[Collected data]
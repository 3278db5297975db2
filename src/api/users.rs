// User directory listing — admin search over platform accounts.

use anyhow::Result;
use chrono::{DateTime, Utc};
use serde::Deserialize;

use super::client::AdminApiClient;

/// A platform account as the admin directory returns it.
#[derive(Debug, Clone, Deserialize)]
#[serde(rename_all = "camelCase")]
pub struct UserAccount {
    #[serde(rename = "_id")]
    pub id: String,
    #[serde(default)]
    pub handle_name: String,
    pub username: String,
    #[serde(default)]
    pub profile_pic: String,
    #[serde(default)]
    pub email: Option<String>,
    #[serde(default)]
    pub post_count: u32,
    #[serde(default)]
    pub is_banned: bool,
    pub created_at: DateTime<Utc>,
}

/// List platform accounts, optionally filtered by a server-side search
/// query (matched against username and handle name by the backend).
pub async fn list_users(
    api: &AdminApiClient,
    search: Option<&str>,
    limit: u32,
) -> Result<Vec<UserAccount>> {
    let limit = limit.to_string();
    let mut query: Vec<(&str, &str)> = vec![("limit", &limit)];
    if let Some(q) = search {
        query.push(("search", q));
    }
    api.get_json("admin/users", &query, "Failed to fetch users")
        .await
}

**ACTIVITY**
Of the records above, copy each line that includes "username".

**SOLUTION**
    pub username: String,
/// query (matched against username and handle name by the backend).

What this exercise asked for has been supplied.